This year, in my first mostly successful in-the-ground gardening
endeavor, I planted only vegetables.
This year, in my first mostly successful in-the-ground gardening endeavor, I planted only vegetables.
In fact, to make room for those vegetables, I yanked out a bunch of nasturtiums and hacked back a plant with sage-like leaves and velvety purple flowers. I had had enough problems with seeds germinating that I was determined that nothing would crowd out my veggies.
And, for the first time in my gardening career, my vegetable garden has produced as a respectable vegetable garden should. It helps that I used baby plants and didn’t try to get everything to grow from seed, as I did last year, when nothing grew. And it also helps that I planted crookneck squash and zucchini, which as you’ll read in Keith Muraoka’s column today, is an ego-boosting plant.

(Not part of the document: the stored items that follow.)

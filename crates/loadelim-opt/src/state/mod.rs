mod base;
mod elements;
mod fields;

pub use base::*;
pub use elements::*;
pub use fields::*;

Now that I am no longer measuring my gardening success with a countable yield and qualifiers (i.e. “My cherry tomato plant produced two tomatoes, but the plant was inside, in a north-facing window in San Francisco”), my gardening confidence has received a boost. I am now ready to tackle the next gardening challenge: flowers.

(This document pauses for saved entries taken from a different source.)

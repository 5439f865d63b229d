//! # Loadelim Optimizer
//!
//! Redundant load elimination for the [`loadelim_ir`] sea-of-nodes graph.
//!
//! The pass walks the effect chain and keeps an abstract view of memory: which value is known to
//! sit in which field of which object, and in which element at which index. A load of a location
//! that is already known is replaced with the known value, inserting a type guard when the known
//! value has a wider type than the load. Stores forward their value to later loads of the same
//! location and forget everything they may overwrite.
//!
//! [`optimize`] runs the whole pass to a fixed point. For finer control, register a
//! [`LoadElimination`] reducer with a [`GraphReducer`] yourself.

#[macro_use]
extern crate derive_new;

mod alias;
mod cache;
mod config;
mod graph_reducer;
mod load_elimination;
mod reducer;
mod state;
mod type_guard;

pub use alias::*;
pub use cache::*;
pub use config::*;
pub use graph_reducer::*;
pub use load_elimination::*;
pub use reducer::*;
pub use state::*;
pub use type_guard::*;

use loadelim_ir::Graph;

/// Eliminate redundant loads in `graph`.
pub fn optimize(graph: &mut Graph, config: LoadEliminationConfig) -> OptimizationStats {
    let mut reducer = GraphReducer::new();
    reducer.add_reducer(LoadElimination::new(config));
    reducer.reduce_graph(graph)
}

I have only ever grown one flower, and that was a sunflower that actually grew from one of the seeds we planted last year. It was pretty, and it got really tall, but looks and height have not been high on my list when trying to garden. I mostly have wanted to plant stuff that I could eat, and if it wasn’t something I could eat, then the other criteria was that it smell good. The sunflower met neither of those, so I tended it, but cared more about the squash I was growing.

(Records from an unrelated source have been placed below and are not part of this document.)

use core::ops::Deref;

use petgraph::{
    Direction,
    dot::{Config, Dot},
    prelude::StableDiGraph,
    visit::EdgeRef,
};
use smallvec::SmallVec;

use crate::{ElementAccess, FieldAccess, NodeIndex, Operator, Properties, Type};

/// A single operation in the graph together with its ordered inputs.
#[derive(Debug, Clone)]
pub struct Node {
    pub op: Operator,
    pub inputs: SmallVec<[NodeIndex; 4]>,
    /// The static type of the value produced by this node.
    pub ty: Type,
}

/// A use of a node as the `slot`-th input of `user`.
#[derive(Debug, Clone, Copy, PartialEq, Eq, Hash)]
pub struct Use {
    pub user: NodeIndex,
    pub slot: u32,
}

/// The kind of dependency an input slot represents.
#[derive(Debug, Clone, Copy, PartialEq, Eq)]
pub enum EdgeKind {
    Value,
    Effect,
    Control,
}

/// A sea-of-nodes graph. Nodes are kept in a [`StableDiGraph`] so indices stay valid when other
/// nodes are removed. Every input of a node is mirrored by an edge from the input to the user,
/// weighted with the input slot, so uses can be found without scanning the graph.
#[derive(Debug, Clone)]
pub struct Graph {
    graph: StableDiGraph<Node, u32>,
    start: NodeIndex,
    end: Option<NodeIndex>,
}

impl Deref for Graph {
    type Target = StableDiGraph<Node, u32>;

    fn deref(&self) -> &Self::Target {
        &self.graph
    }
}

impl Default for Graph {
    fn default() -> Self {
        Self::new()
    }
}

impl Graph {
    /// Create a new graph containing only the `Start` node.
    pub fn new() -> Self {
        let mut graph = StableDiGraph::default();
        let start = graph.add_node(Node {
            op: Operator::Start,
            inputs: SmallVec::new(),
            ty: Type::NONE,
        });
        Self {
            graph,
            start,
            end: None,
        }
    }

    pub fn start(&self) -> NodeIndex {
        self.start
    }

    pub fn end(&self) -> Option<NodeIndex> {
        self.end
    }

    /// Add a node with the given operator and inputs.
    ///
    /// # Panics
    /// If the number of inputs doesn't match the operator.
    #[track_caller]
    pub fn add_node(&mut self, op: Operator, inputs: &[NodeIndex]) -> NodeIndex {
        assert_eq!(
            inputs.len(),
            op.input_count(),
            "{op} expects {} inputs",
            op.input_count()
        );
        let node = self.graph.add_node(Node {
            op,
            inputs: SmallVec::from_slice(inputs),
            ty: default_type(&op),
        });
        for (slot, input) in inputs.iter().enumerate() {
            self.graph.add_edge(*input, node, slot as u32);
        }
        if matches!(op, Operator::End(_)) {
            self.end = Some(node);
        }
        node
    }

    /// A set of node indices for all live nodes in the graph
    pub fn node_ids(&self) -> Vec<NodeIndex> {
        self.graph.node_indices().collect()
    }

    #[track_caller]
    pub fn node(&self, node: NodeIndex) -> &Node {
        &self.graph[node]
    }

    #[track_caller]
    pub fn op(&self, node: NodeIndex) -> Operator {
        self.graph[node].op
    }

    #[track_caller]
    pub fn ty(&self, node: NodeIndex) -> Type {
        self.graph[node].ty
    }

    #[track_caller]
    pub fn set_type(&mut self, node: NodeIndex, ty: Type) {
        self.graph[node].ty = ty;
    }

    #[track_caller]
    pub fn inputs(&self, node: NodeIndex) -> &[NodeIndex] {
        &self.graph[node].inputs
    }

    /// The `index`-th value input of `node`.
    #[track_caller]
    pub fn value_input(&self, node: NodeIndex, index: usize) -> NodeIndex {
        let op = self.op(node);
        assert!(index < op.value_input_count(), "{op} has no value input {index}");
        self.inputs(node)[index]
    }

    /// The `index`-th effect input of `node`.
    #[track_caller]
    pub fn effect_input(&self, node: NodeIndex, index: usize) -> NodeIndex {
        let op = self.op(node);
        assert!(index < op.effect_input_count(), "{op} has no effect input {index}");
        self.inputs(node)[op.value_input_count() + index]
    }

    /// The `index`-th control input of `node`.
    #[track_caller]
    pub fn control_input(&self, node: NodeIndex, index: usize) -> NodeIndex {
        let op = self.op(node);
        assert!(index < op.control_input_count(), "{op} has no control input {index}");
        self.inputs(node)[op.value_input_count() + op.effect_input_count() + index]
    }

    /// The kind of dependency carried by input `slot` of `node`.
    pub fn edge_kind(&self, node: NodeIndex, slot: u32) -> EdgeKind {
        let op = self.op(node);
        let slot = slot as usize;
        if slot < op.value_input_count() {
            EdgeKind::Value
        } else if slot < op.value_input_count() + op.effect_input_count() {
            EdgeKind::Effect
        } else {
            EdgeKind::Control
        }
    }

    /// All uses of `node`, in no particular order.
    pub fn uses(&self, node: NodeIndex) -> Vec<Use> {
        self.graph
            .edges_directed(node, Direction::Outgoing)
            .map(|edge| Use {
                user: edge.target(),
                slot: *edge.weight(),
            })
            .collect()
    }

    /// The distinct users of `node`.
    pub fn users(&self, node: NodeIndex) -> Vec<NodeIndex> {
        let mut users = self
            .graph
            .neighbors_directed(node, Direction::Outgoing)
            .collect::<Vec<_>>();
        users.sort();
        users.dedup();
        users
    }

    /// Replace input `slot` of `user` with `input`.
    #[track_caller]
    pub fn replace_input(&mut self, user: NodeIndex, slot: u32, input: NodeIndex) {
        let old = self.graph[user].inputs[slot as usize];
        if old == input {
            return;
        }
        let edge = self
            .graph
            .edges_directed(user, Direction::Incoming)
            .find(|edge| edge.source() == old && *edge.weight() == slot)
            .map(|edge| edge.id())
            .expect("Every input should be mirrored by an edge");
        self.graph.remove_edge(edge);
        self.graph.add_edge(input, user, slot);
        self.graph[user].inputs[slot as usize] = input;
    }

    /// Redirect every use of `node` depending on the kind of edge: value uses to `value`, effect
    /// uses to `effect` and control uses to `control`.
    pub fn replace_uses(
        &mut self,
        node: NodeIndex,
        value: NodeIndex,
        effect: NodeIndex,
        control: NodeIndex,
    ) {
        for Use { user, slot } in self.uses(node) {
            let replacement = match self.edge_kind(user, slot) {
                EdgeKind::Value => value,
                EdgeKind::Effect => effect,
                EdgeKind::Control => control,
            };
            self.replace_input(user, slot, replacement);
        }
    }

    /// Remove a node that is no longer used.
    ///
    /// # Panics
    /// If the node still has uses.
    #[track_caller]
    pub fn kill(&mut self, node: NodeIndex) {
        assert!(
            self.uses(node).is_empty(),
            "Can't kill {} while it is still used",
            self.op(node)
        );
        self.graph.remove_node(node);
        if self.end == Some(node) {
            self.end = None;
        }
    }

    pub fn is_live(&self, node: NodeIndex) -> bool {
        self.graph.contains_node(node)
    }

    /// The value of `node` if it is an integer constant.
    pub fn int32_value(&self, node: NodeIndex) -> Option<i32> {
        match self.op(node) {
            Operator::Int32Constant(value) => Some(value),
            _ => None,
        }
    }

    pub fn dot_viz(&self) -> Dot<'_, &StableDiGraph<Node, u32>> {
        Dot::with_config(&self.graph, &[Config::EdgeNoLabel])
    }
}

/// Typed constructors for the operators in the graph.
impl Graph {
    pub fn parameter(&mut self, index: u32, ty: Type) -> NodeIndex {
        let node = self.add_node(Operator::Parameter(index), &[self.start]);
        self.set_type(node, ty);
        node
    }

    pub fn int32_constant(&mut self, value: i32) -> NodeIndex {
        self.add_node(Operator::Int32Constant(value), &[])
    }

    pub fn branch(&mut self, cond: NodeIndex, control: NodeIndex) -> NodeIndex {
        self.add_node(Operator::Branch, &[cond, control])
    }

    pub fn if_true(&mut self, branch: NodeIndex) -> NodeIndex {
        self.add_node(Operator::IfTrue, &[branch])
    }

    pub fn if_false(&mut self, branch: NodeIndex) -> NodeIndex {
        self.add_node(Operator::IfFalse, &[branch])
    }

    pub fn merge(&mut self, controls: &[NodeIndex]) -> NodeIndex {
        self.add_node(Operator::Merge(controls.len() as u32), controls)
    }

    /// A loop header. Back edges are usually not built yet, so callers pass placeholders and patch
    /// them later with [`Graph::replace_input`].
    pub fn loop_header(&mut self, controls: &[NodeIndex]) -> NodeIndex {
        self.add_node(Operator::Loop(controls.len() as u32), controls)
    }

    pub fn effect_phi(&mut self, effects: &[NodeIndex], control: NodeIndex) -> NodeIndex {
        let mut inputs = SmallVec::<[NodeIndex; 4]>::from_slice(effects);
        inputs.push(control);
        self.add_node(Operator::EffectPhi(effects.len() as u32), &inputs)
    }

    pub fn checkpoint(&mut self, effect: NodeIndex, control: NodeIndex) -> NodeIndex {
        self.add_node(Operator::Checkpoint, &[effect, control])
    }

    pub fn call(
        &mut self,
        properties: Properties,
        args: &[NodeIndex],
        effect: NodeIndex,
        control: NodeIndex,
    ) -> NodeIndex {
        let mut inputs = SmallVec::<[NodeIndex; 4]>::from_slice(args);
        inputs.push(effect);
        inputs.push(control);
        let op = Operator::Call {
            properties,
            value_inputs: args.len() as u32,
        };
        self.add_node(op, &inputs)
    }

    pub fn allocate(&mut self, size: NodeIndex, effect: NodeIndex, control: NodeIndex) -> NodeIndex {
        self.add_node(Operator::Allocate, &[size, effect, control])
    }

    pub fn load_field(
        &mut self,
        access: FieldAccess,
        object: NodeIndex,
        effect: NodeIndex,
        control: NodeIndex,
    ) -> NodeIndex {
        self.add_node(Operator::LoadField(access), &[object, effect, control])
    }

    pub fn store_field(
        &mut self,
        access: FieldAccess,
        object: NodeIndex,
        value: NodeIndex,
        effect: NodeIndex,
        control: NodeIndex,
    ) -> NodeIndex {
        self.add_node(
            Operator::StoreField(access),
            &[object, value, effect, control],
        )
    }

    pub fn load_element(
        &mut self,
        access: ElementAccess,
        object: NodeIndex,
        index: NodeIndex,
        effect: NodeIndex,
        control: NodeIndex,
    ) -> NodeIndex {
        self.add_node(
            Operator::LoadElement(access),
            &[object, index, effect, control],
        )
    }

    pub fn store_element(
        &mut self,
        access: ElementAccess,
        object: NodeIndex,
        index: NodeIndex,
        value: NodeIndex,
        effect: NodeIndex,
        control: NodeIndex,
    ) -> NodeIndex {
        self.add_node(
            Operator::StoreElement(access),
            &[object, index, value, effect, control],
        )
    }

    pub fn type_guard(&mut self, ty: Type, value: NodeIndex, control: NodeIndex) -> NodeIndex {
        let node = self.add_node(Operator::TypeGuard(ty), &[value, control]);
        self.set_type(node, self.ty(value).intersect(ty));
        node
    }

    pub fn ret(&mut self, value: NodeIndex, effect: NodeIndex, control: NodeIndex) -> NodeIndex {
        self.add_node(Operator::Return, &[value, effect, control])
    }

    /// Close the graph with an `End` node joining `controls`.
    pub fn finish(&mut self, controls: &[NodeIndex]) -> NodeIndex {
        self.add_node(Operator::End(controls.len() as u32), controls)
    }
}

fn default_type(op: &Operator) -> Type {
    match op {
        Operator::Int32Constant(value) => Type::constant(*value as i64),
        Operator::LoadField(access) => access.ty,
        Operator::LoadElement(access) => access.ty,
        Operator::TypeGuard(ty) => *ty,
        op if op.value_output_count() > 0 => Type::ANY,
        _ => Type::NONE,
    }
}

Well, now my thinking has shifted. After reading a newspaper article on cottage gardens this weekend, I’ve decided that that will be my next gardening project, and I realize, it’s a big one.
I know a vegetable garden can be attractive if planned out and that plants such as kale and chard can be nice, nutritious accents. And I will still plant the veggies – it’s quite satisfying to make a dinner from what you’ve picked in your back yard. But now what I want is to add to my vegetable garden, to have roses tumbling over the walkway and daffodils popping up here and there and wisteria hanging from a trellis, and everything working together to make a garden that looks effortless and inviting.
Of course, I don’t have a trellis, and there’s really no way the roses could hang over the walkway right now, but I’m not giving up hope. I’m sure that arranging one of these cottage gardens takes a lot of planning. And it probably takes a lot of waiting to get the effect I’m really going for – I don’t imagine this is something that will come to fruition in a season. But it seems like it’s worth the wait.
And I might as well take advantage of the garden space I have. I don’t know how much luck I would have trying to raise a cottage garden inside in a north-facing window in San Francisco.